Confronting Racism in 1953 – EC Comics’ Shock SuspenStories No. 13

As mentioned in a prior post, one of the most figurative media which influenced my writing and continues to do so today is the once-maligned, now celebrated EC Comics of the 1950s.

This is the same comic book imprint famous (or infamous depending on your tastes) for releasing the original Tales from the Crypt horror comic series which became a mega hit in the 1990s as a televised adaptation for HBO.

If you’re really paying attention to the show’s seven seasons, you’ll note not every story aired was a Tales from the Crypt original tale. The show culled many stories from EC Comics’ other brands like Vault of Horror, The Haunt of Fear and Shock SuspenStories. I won’t bore you further by delving deep into the British horror film company Amicus, who had their more moderate (but nonetheless creepy fun) short story compendium films for Crypt and Vault during the 1970s.

What I will mention briefly is that EC Comics (acronym for an “Entertaining Comic”) came under fire from the United States government during the McCarthyist paranoia of the 1950s for their garish, sometimes gory depictions of horror-styled comeuppance. Leading to mass comic book burnings helmed by the conservative propagandist Frederick Wertham’s publication of Seduction of the Innocent used by the Senate Judiciary Committee. EC Comics, ironically enough, originally started publishing mainstream romance and Christian-based comics. Funny to think of the Senate’s staking the claim of EC Comics breeding youth of the 1950s into hedonistic mass murderers. Killing in the name of Nikita Khruschev, of course.

Paltry sales then pushing EC to go more hardcore (for the times) in their horror comics, Shock SuspenStories may have been tamed down in the gore department, but the series still pushed mind-alerting stories (also in their sci-fi comics like Weird Fantasy and war lore, Two-Fisted Tales) filled with a repetitive cheaters-will-get-theirs motif.

I was going through my EC reprint collections (alas, I only own two original ECs in my massive comic collection), this morning and forgot how daring Shock SuspenStories issue number 13 was, which leads off with the HBO-adapted “Only Skin Deep.” For me, the second tale of the four in this issue is the most riveting and the biggest challenge to the system which may have added to the spark of monomania when it was published in 1953. I told TJ, who was lying next to me in bed, how blown away I was by “Blood-Brothers” as she woke upon my hitting the final page of the story.

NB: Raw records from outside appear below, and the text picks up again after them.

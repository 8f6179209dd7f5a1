// Conversion of integer label masks into smoothed cell polygons.

use geo::{Coord, Geometry, LineString, MultiPolygon, Polygon, Simplify};
use image::{GrayImage, Luma};
use imageproc::contours::{find_contours, BorderType};
use log::{trace, warn};
use ndarray::{s, ArrayView2};
use rayon::prelude::*;
use std::collections::BTreeMap;
use std::time::Instant;

use super::{buffer, canonicalize, equivalent_radius};

pub const DEFAULT_SMOOTH_RADIUS_RATIO: f64 = 0.1;

// Contours with fewer points than this cannot enclose any area.
const MIN_CONTOUR_POINTS: usize = 4;

// Inclusive pixel extent of one label.
#[derive(Clone, Copy, Debug)]
struct LabelExtent {
    row_min: usize,
    row_max: usize,
    col_min: usize,
    col_max: usize,
}

impl LabelExtent {
    fn new(row: usize, col: usize) -> Self {
        LabelExtent {
            row_min: row,
            row_max: row,
            col_min: col,
            col_max: col,
        }
    }

    fn include(&mut self, row: usize, col: usize) {
        self.row_min = self.row_min.min(row);
        self.row_max = self.row_max.max(row);
        self.col_min = self.col_min.min(col);
        self.col_max = self.col_max.max(col);
    }
}

fn label_extents(mask: ArrayView2<u32>) -> Vec<(u32, LabelExtent)> {
    let mut extents: BTreeMap<u32, LabelExtent> = BTreeMap::new();
    for ((row, col), &label) in mask.indexed_iter() {
        if label == 0 {
            continue;
        }
        extents
            .entry(label)
            .and_modify(|extent| extent.include(row, col))
            .or_insert_with(|| LabelExtent::new(row, col));
    }
    extents.into_iter().collect()
}

// Outer contours of one label as a multi-part shape in mask coordinates.
// The label is cropped to its extent with a one pixel border so the border
// following never touches the image edge.
fn label_contours(mask: ArrayView2<u32>, label: u32, extent: &LabelExtent) -> MultiPolygon<f64> {
    let height = (extent.row_max - extent.row_min + 3) as u32;
    let width = (extent.col_max - extent.col_min + 3) as u32;
    let mut image = GrayImage::new(width, height);

    let window = mask.slice(s![
        extent.row_min..=extent.row_max,
        extent.col_min..=extent.col_max
    ]);
    for ((row, col), &value) in window.indexed_iter() {
        if value == label {
            image.put_pixel(col as u32 + 1, row as u32 + 1, Luma([255u8]));
        }
    }

    let x0 = extent.col_min as f64 - 1.0;
    let y0 = extent.row_min as f64 - 1.0;

    let parts = find_contours::<i32>(&image)
        .into_iter()
        .filter(|contour| {
            matches!(contour.border_type, BorderType::Outer)
                && contour.points.len() >= MIN_CONTOUR_POINTS
        })
        .map(|contour| {
            let ring: Vec<Coord<f64>> = contour
                .points
                .iter()
                .map(|p| Coord {
                    x: x0 + p.x as f64,
                    y: y0 + p.y as f64,
                })
                .collect();
            Polygon::new(LineString::from(ring), Vec::new())
        })
        .collect();

    MultiPolygon::new(parts)
}

// Mean equivalent radius over labels `1..=max_label`. Labels missing from the
// mask count as cells of radius 0.
fn mean_label_radius(shapes: &[MultiPolygon<f64>], max_label: u32) -> f64 {
    if max_label == 0 {
        return 0.0;
    }
    shapes.iter().map(equivalent_radius).sum::<f64>() / max_label as f64
}

/// Simplification tolerance suited to cells of the given mean radius.
pub fn default_tolerance(mean_radius: f64) -> f64 {
    if mean_radius < 10.0 {
        0.4
    } else if mean_radius < 20.0 {
        1.0
    } else {
        2.0
    }
}

// Morphological opening then closing (in that buffer order) to remove pixel
// staircases and thin spurs, followed by Douglas-Peucker simplification.
fn smooth(shape: MultiPolygon<f64>, radius: f64, tolerance: f64) -> Option<Polygon<f64>> {
    let shape = if radius > 0.0 {
        let shape = buffer(&shape, -radius);
        let shape = buffer(&shape, 2.0 * radius);
        buffer(&shape, -radius)
    } else {
        shape
    };

    canonicalize(Geometry::MultiPolygon(shape.simplify(&tolerance)))
}

/// Convert a label mask into one polygon per cell, ordered by label.
///
/// Every label present in the mask is traced, smoothed with a radius
/// proportional to the mean cell radius, simplified, and canonicalized. The
/// mean radius is taken over labels `1..=max(mask)`, absent labels counting
/// as empty cells.
/// Labels that vanish during smoothing are dropped. `tolerance` defaults to
/// a value chosen from the mean cell radius.
pub fn geometrize(
    mask: ArrayView2<u32>,
    tolerance: Option<f64>,
    smooth_radius_ratio: f64,
) -> Vec<Polygon<f64>> {
    let t0 = Instant::now();
    let extents = label_extents(mask);
    if extents.is_empty() {
        warn!("No cell was returned by the segmentation");
        return Vec::new();
    }

    let shapes: Vec<MultiPolygon<f64>> = extents
        .par_iter()
        .map(|(label, extent)| label_contours(mask, *label, extent))
        .collect();

    let max_label = extents.last().map_or(0, |(label, _)| *label);
    let mean_radius = mean_label_radius(&shapes, max_label);
    let smooth_radius = mean_radius * smooth_radius_ratio;
    let tolerance = tolerance.unwrap_or_else(|| default_tolerance(mean_radius));

    let cells: Vec<Polygon<f64>> = shapes
        .into_par_iter()
        .filter_map(|shape| smooth(shape, smooth_radius, tolerance))
        .collect();

    let ndropped = extents.len() - cells.len();
    if ndropped > 0 {
        warn!("Dropped {} cells that vanished during smoothing", ndropped);
    }
    trace!(
        "geometrized {} labels (mean radius {:.2}): {:?}",
        extents.len(),
        mean_radius,
        t0.elapsed()
    );

    cells
}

Let me quickly summarize this genius-level storytelling coming during The Fabulous Fifties, which, facing the facts if you have direct experience or were raised by the generation, was fabulous more for Caucasian males than any other demographic of the decade. There was a reason things came to a head the subsequent decade with the Civil Rights Movement.

“Blood-Brothers” focuses on a bigot by the name of Sid who has engineered the death of his neighbor, Henry, who happens to have a mixed-race lineage in his bloodline. All beforehand, Sid has accepted Henry as a friend and an equal, but when another neighbor puts his house up for sale and the leading applicants are a family of color, Sid begins a crusade of hatred leading to Henry’s suicide once Henry has made his family history known.

I’ll let you read the details because this story deserves your attention, even if you could care less about comic books. The punchline is the proof in the pudding where the coroner attending the police scene following Henry’s death reveals the exposition of Sid’s own life as a child depending upon the blood transfusion type match from an African American male.

Making the point, rebellious for its time, that it’s not skin color which differentiates us when our lives on the line, but blood type. In this case, a racist who plants a burning cross upon the lawn of a former friend he’s taken painful measures of destroying his life, having been literally saved once by a black man.

I can only hope McCarthy and Wertham have found bigger enlightenment in the afterlife all these years.

–Ray Van Horn, Jr.

2 thoughts on “Confronting Racism in 1953 – EC Comics’ Shock SuspenStories No. 13

    • Keep the times in proper context, they were bold, confrontational and in the horror comics, outright bloody. You just never think of a maddened wife chopping up her conniving nerd of a husband selling their town tainted meat and serving his body parts inside the cooler case. No matter what decade, that is one of the most visceral images I’ve ever seen and it flashes in my mind while writing horror.